According to RT, agents at Berlin’s Schönefeld Airport detected a suspicious item that set off a red flag during an X-ray scan, and wound up shutting down a whole terminal, forcing travelers to evacuate and grounding a handful of flights. After the cops tracked down the passenger who owned the would-be bomb, they swarmed him with automatic weapons, and demanded to know what was in his bag. Apparently a little embarrassed that a bunch of guys with guns had potentially found his sex toy, the man said he’d put some “technical stuff” in there, CNN reports. Then, he sat back and watched while someone from the bomb squad cautiously approached his luggage.
“After 60 tense minutes, [the member of the bomb squad] returned laughing,” the passenger told RT. “The hand grenade was in fact a vibrator from Ann Summers that my girlfriend and I had purchased two weeks previous.”
You have to wonder exactly how high-tech the dude’s sex toy had to be to trigger an all-out security crisis. Was this just your standard vibrator, or something more intense—a foot-long Magic Wand, perhaps, or maybe this weird leaf blower-looking thing? Then again, maybe it doesn’t take all that much for a sex toy to be considered a “suspicious item”—they’ve already caused bomb scares in Thailand, Sudan, Australia, and beyond.
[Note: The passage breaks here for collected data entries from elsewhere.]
//! Upload authorization for direct client-to-storage transfers.
//!
//! The client asks `POST /api/upload-video` for a short-lived token scoped to
//! a pathname, a set of video content types and a size cap. It then sends the
//! file straight to blob storage, which calls the same endpoint back once the
//! transfer is done. That callback is where video metadata gets written.

use base64::engine::general_purpose::URL_SAFE_NO_PAD;
use base64::Engine;
use hmac::{Hmac, Mac};
use log::{error, info, warn};
use serde::{Deserialize, Serialize};
use sha2::Sha256;
use sqlx::SqlitePool;
use std::time::Duration;

use crate::config::BlobConfig;
use crate::constants::{generate_random_suffix, DEFAULT_VIDEO_TITLE};
use crate::models::Video;
use crate::store;

type HmacSha256 = Hmac<Sha256>;
const TOKEN_VERSION_V1: &str = "v1";

pub const GENERATE_CLIENT_TOKEN: &str = "blob.generate-client-token";
pub const UPLOAD_COMPLETED: &str = "blob.upload-completed";

/// Upload failures, each tied to one HTTP status.
///
/// The messages keep the words "token", "content type" and "size" so callers
/// that only see the text can still tell them apart.
#[derive(Debug, Clone, PartialEq, Eq, thiserror::Error)]
pub enum BlobError {
    #[error("Invalid upload token: {0}")]
    InvalidToken(String),

    #[error("Upload token expired")]
    TokenExpired,

    #[error("File content type '{0}' is not allowed")]
    ContentTypeNotAllowed(String),

    #[error("File size {size} exceeds the maximum of {max} bytes")]
    TooLarge { size: u64, max: u64 },

    #[error("Invalid upload request: {0}")]
    InvalidRequest(String),
}

/// Request bodies accepted by the upload endpoint, tagged by `type`
#[derive(Debug, Clone, Serialize, Deserialize)]
#[serde(tag = "type", content = "payload")]
pub enum UploadEvent {
    #[serde(rename = "blob.generate-client-token")]
    GenerateClientToken(TokenRequest),
    #[serde(rename = "blob.upload-completed")]
    UploadCompleted(UploadCompletion),
}

#[derive(Debug, Clone, Default, Serialize, Deserialize)]
#[serde(rename_all = "camelCase")]
pub struct TokenRequest {
    pub pathname: String,
    #[serde(default, skip_serializing_if = "Option::is_none")]
    pub content_type: Option<String>,
    #[serde(default, skip_serializing_if = "Option::is_none")]
    pub size: Option<u64>,
    /// Opaque string echoed back in the completion callback
    #[serde(default, skip_serializing_if = "Option::is_none")]
    pub client_payload: Option<String>,
    #[serde(default)]
    pub multipart: bool,
}

#[derive(Debug, Clone, Serialize, Deserialize)]
#[serde(rename_all = "camelCase")]
pub struct UploadCompletion {
    pub blob: BlobInfo,
    #[serde(default, skip_serializing_if = "Option::is_none")]
    pub token_payload: Option<String>,
}

#[derive(Debug, Clone, Serialize, Deserialize)]
#[serde(rename_all = "camelCase")]
pub struct BlobInfo {
    pub url: String,
    pub pathname: String,
    #[serde(default, skip_serializing_if = "Option::is_none")]
    pub content_type: Option<String>,
}

/// Everything the storage provider needs to accept one transfer
#[derive(Debug, Clone, PartialEq, Serialize, Deserialize)]
pub struct UploadClaims {
    pub store_id: String,
    pub pathname: String,
    pub allowed_content_types: Vec<String>,
    pub maximum_size_in_bytes: u64,
    pub valid_until_ms: i64,
    #[serde(default)]
    pub callback_url: Option<String>,
    #[serde(default)]
    pub token_payload: Option<String>,
}

impl UploadClaims {
    /// Check a transfer against the limits baked into the token
    pub fn check_upload(&self, content_type: &str, size: u64) -> Result<(), BlobError> {
        if !self
            .allowed_content_types
            .iter()
            .any(|allowed| allowed.eq_ignore_ascii_case(content_type))
        {
            return Err(BlobError::ContentTypeNotAllowed(content_type.to_string()));
        }
        if size > self.maximum_size_in_bytes {
            return Err(BlobError::TooLarge {
                size,
                max: self.maximum_size_in_bytes,
            });
        }
        Ok(())
    }
}

/// Title and description carried through the upload as the client payload
#[derive(Debug, Clone, Default, PartialEq, Serialize, Deserialize)]
pub struct VideoPayload {
    #[serde(default)]
    pub title: Option<String>,
    #[serde(default)]
    pub description: Option<String>,
}

impl VideoPayload {
    /// Parse the echoed payload, falling back to the placeholder title
    pub fn from_token_payload(token_payload: Option<&str>) -> Self {
        let parsed = match token_payload {
            Some(raw) => match serde_json::from_str::<VideoPayload>(raw) {
                Ok(payload) => payload,
                Err(e) => {
                    warn!("Failed to parse upload payload, using defaults: {}", e);
                    VideoPayload::default()
                }
            },
            None => VideoPayload::default(),
        };

        let title = parsed
            .title
            .filter(|t| !t.trim().is_empty())
            .unwrap_or_else(|| DEFAULT_VIDEO_TITLE.to_string());
        let description = parsed.description.filter(|d| !d.trim().is_empty());

        VideoPayload {
            title: Some(title),
            description,
        }
    }

    pub fn title(&self) -> &str {
        self.title.as_deref().unwrap_or(DEFAULT_VIDEO_TITLE)
    }
}

/// Guess a video MIME type from a file name
pub fn content_type_from_pathname(pathname: &str) -> Option<&'static str> {
    let (_, extension) = pathname.rsplit_once('.')?;
    match extension.to_ascii_lowercase().as_str() {
        "mp4" | "m4v" => Some("video/mp4"),
        "webm" => Some("video/webm"),
        "ogv" | "ogg" => Some("video/ogg"),
        "mov" => Some("video/quicktime"),
        "avi" => Some("video/x-msvideo"),
        "mkv" => Some("video/x-matroska"),
        _ => None,
    }
}

/// Insert a random suffix before the extension and drop path traversal
fn unique_pathname(pathname: &str) -> Result<String, BlobError> {
    let cleaned: Vec<&str> = pathname
        .split('/')
        .filter(|part| !part.is_empty() && *part != "." && *part != "..")
        .collect();
    if cleaned.is_empty() {
        return Err(BlobError::InvalidRequest("pathname is required".to_string()));
    }
    let cleaned = cleaned.join("/");
    let suffix = generate_random_suffix();

    let file_start = cleaned.rfind('/').map_or(0, |i| i + 1);
    Ok(match cleaned.rfind('.') {
        Some(dot) if dot > file_start => {
            format!("{}-{}{}", &cleaned[..dot], suffix, &cleaned[dot..])
        }
        _ => format!("{}-{}", cleaned, suffix),
    })
}

/// Issues and verifies upload tokens with the storage read-write secret
#[derive(Clone)]
pub struct UploadAuthority {
    secret: String,
    store_id: String,
    callback_url: Option<String>,
    allowed_content_types: Vec<String>,
    max_upload_bytes: u64,
    token_ttl: Duration,
}

impl std::fmt::Debug for UploadAuthority {
    fn fmt(&self, f: &mut std::fmt::Formatter<'_>) -> std::fmt::Result {
        f.debug_struct("UploadAuthority")
            .field("store_id", &self.store_id)
            .field("callback_url", &self.callback_url)
            .field("allowed_content_types", &self.allowed_content_types)
            .field("max_upload_bytes", &self.max_upload_bytes)
            .field("token_ttl", &self.token_ttl)
            .finish_non_exhaustive()
    }
}

impl UploadAuthority {
    pub fn new(secret: impl Into<String>, config: &BlobConfig) -> Self {
        Self {
            secret: secret.into(),
            store_id: config.store_id.clone(),
            callback_url: config.callback_url.clone(),
            allowed_content_types: config.allowed_content_types.clone(),
            max_upload_bytes: config.max_upload_bytes,
            token_ttl: Duration::from_secs(config.token_ttl_secs),
        }
    }

    fn mac(&self) -> Result<HmacSha256, BlobError> {
        HmacSha256::new_from_slice(self.secret.as_bytes())
            .map_err(|e| BlobError::InvalidToken(e.to_string()))
    }

    /// Validate a token request and mint the client token
    pub fn authorize(&self, request: &TokenRequest, now_ms: i64) -> Result<String, BlobError> {
        let content_type = match request.content_type.as_deref() {
            Some(declared) if !declared.trim().is_empty() => declared.trim().to_ascii_lowercase(),
            _ => content_type_from_pathname(&request.pathname)
                .ok_or_else(|| {
                    BlobError::ContentTypeNotAllowed(format!(
                        "unknown content type for '{}'",
                        request.pathname
                    ))
                })?
                .to_string(),
        };

        let valid_until_ms = i64::try_from(self.token_ttl.as_millis())
            .ok()
            .and_then(|ttl_ms| now_ms.checked_add(ttl_ms))
            .ok_or_else(|| {
                BlobError::InvalidRequest("upload token lifetime is out of range".to_string())
            })?;

        let claims = UploadClaims {
            store_id: self.store_id.clone(),
            pathname: unique_pathname(&request.pathname)?,
            allowed_content_types: self.allowed_content_types.clone(),
            maximum_size_in_bytes: self.max_upload_bytes,
            valid_until_ms,
            callback_url: self.callback_url.clone(),
            token_payload: request.client_payload.clone(),
        };
        // A size of zero means the client did not declare one.
        claims.check_upload(&content_type, request.size.unwrap_or(0))?;

        let token = self.encode_token(&claims)?;
        info!(
            "Issued upload token for '{}' ({}), valid until {}",
            claims.pathname, content_type, claims.valid_until_ms
        );
        Ok(token)
    }

    pub fn encode_token(&self, claims: &UploadClaims) -> Result<String, BlobError> {
        let claims_bytes =
            serde_json::to_vec(claims).map_err(|e| BlobError::InvalidRequest(e.to_string()))?;
        let claims_part = URL_SAFE_NO_PAD.encode(claims_bytes);
        let mut mac = self.mac()?;
        mac.update(claims_part.as_bytes());
        let sig_part = URL_SAFE_NO_PAD.encode(mac.finalize().into_bytes());
        Ok(format!("{}.{}.{}", TOKEN_VERSION_V1, claims_part, sig_part))
    }

    /// Storage-side check of a client token: signature first, then expiry
    pub fn verify_client_token(&self, token: &str, now_ms: i64) -> Result<UploadClaims, BlobError> {
        let (claims_part, sig_part) = match token.split('.').collect::<Vec<_>>().as_slice() {
            [version, claims, sig] if *version == TOKEN_VERSION_V1 => (*claims, *sig),
            [version, _, _] => {
                return Err(BlobError::InvalidToken(format!(
                    "unsupported token version: {}",
                    version
                )))
            }
            _ => return Err(BlobError::InvalidToken("malformed token".to_string())),
        };

        let expected = URL_SAFE_NO_PAD
            .decode(sig_part)
            .map_err(|e| BlobError::InvalidToken(e.to_string()))?;
        let mut mac = self.mac()?;
        mac.update(claims_part.as_bytes());
        mac.verify_slice(&expected)
            .map_err(|_| BlobError::InvalidToken("token signature mismatch".to_string()))?;

        let claims_bytes = URL_SAFE_NO_PAD
            .decode(claims_part)
            .map_err(|e| BlobError::InvalidToken(e.to_string()))?;
        let claims: UploadClaims = serde_json::from_slice(&claims_bytes)
            .map_err(|e| BlobError::InvalidToken(e.to_string()))?;

        if claims.valid_until_ms < now_ms {
            return Err(BlobError::TokenExpired);
        }
        Ok(claims)
    }

    /// Signature the storage provider attaches to a completion callback body
    pub fn sign_callback(&self, body: &[u8]) -> Result<String, BlobError> {
        let mut mac = self.mac()?;
        mac.update(body);
        Ok(URL_SAFE_NO_PAD.encode(mac.finalize().into_bytes()))
    }

    pub fn verify_callback(&self, body: &[u8], signature: Option<&str>) -> Result<(), BlobError> {
        let signature = signature.ok_or_else(|| {
            BlobError::InvalidToken("missing callback token signature".to_string())
        })?;
        let expected = URL_SAFE_NO_PAD
            .decode(signature.trim())
            .map_err(|e| BlobError::InvalidToken(e.to_string()))?;
        let mut mac = self.mac()?;
        mac.update(body);
        mac.verify_slice(&expected)
            .map_err(|_| BlobError::InvalidToken("callback token signature mismatch".to_string()))
    }
}

/// Write the video row for a finished transfer.
///
/// The upload itself already succeeded, so a failed write is logged and
/// swallowed; the client notices through its metadata lookups.
pub async fn record_completed_upload(
    pool: &SqlitePool,
    completion: &UploadCompletion,
) -> Option<Video> {
    info!("Upload completed, saving metadata for {}", completion.blob.url);
    let payload = VideoPayload::from_token_payload(completion.token_payload.as_deref());

    match store::create_video(
        pool,
        payload.title(),
        payload.description.as_deref(),
        &completion.blob.url,
    )
    .await
    {
        Ok(video) => {
            info!("Video saved with ID: {}", video.id);
            Some(video)
        }
        Err(e) => {
            error!(
                "Failed to save video metadata for {}: {}",
                completion.blob.url, e
            );
            None
        }
    }
}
Aside from suffering through the embarrassment of having a bunch of cops laugh at his dildo, the passenger wound up missing his flight, so, you know, great job airport security. If you’re allowed to put camping stoves, giant lobsters, axes, guns, and rainbow flame crystals in your checked luggage without a problem, you should damn well be able to pack a vibrator without being labeled a suspected terrorist.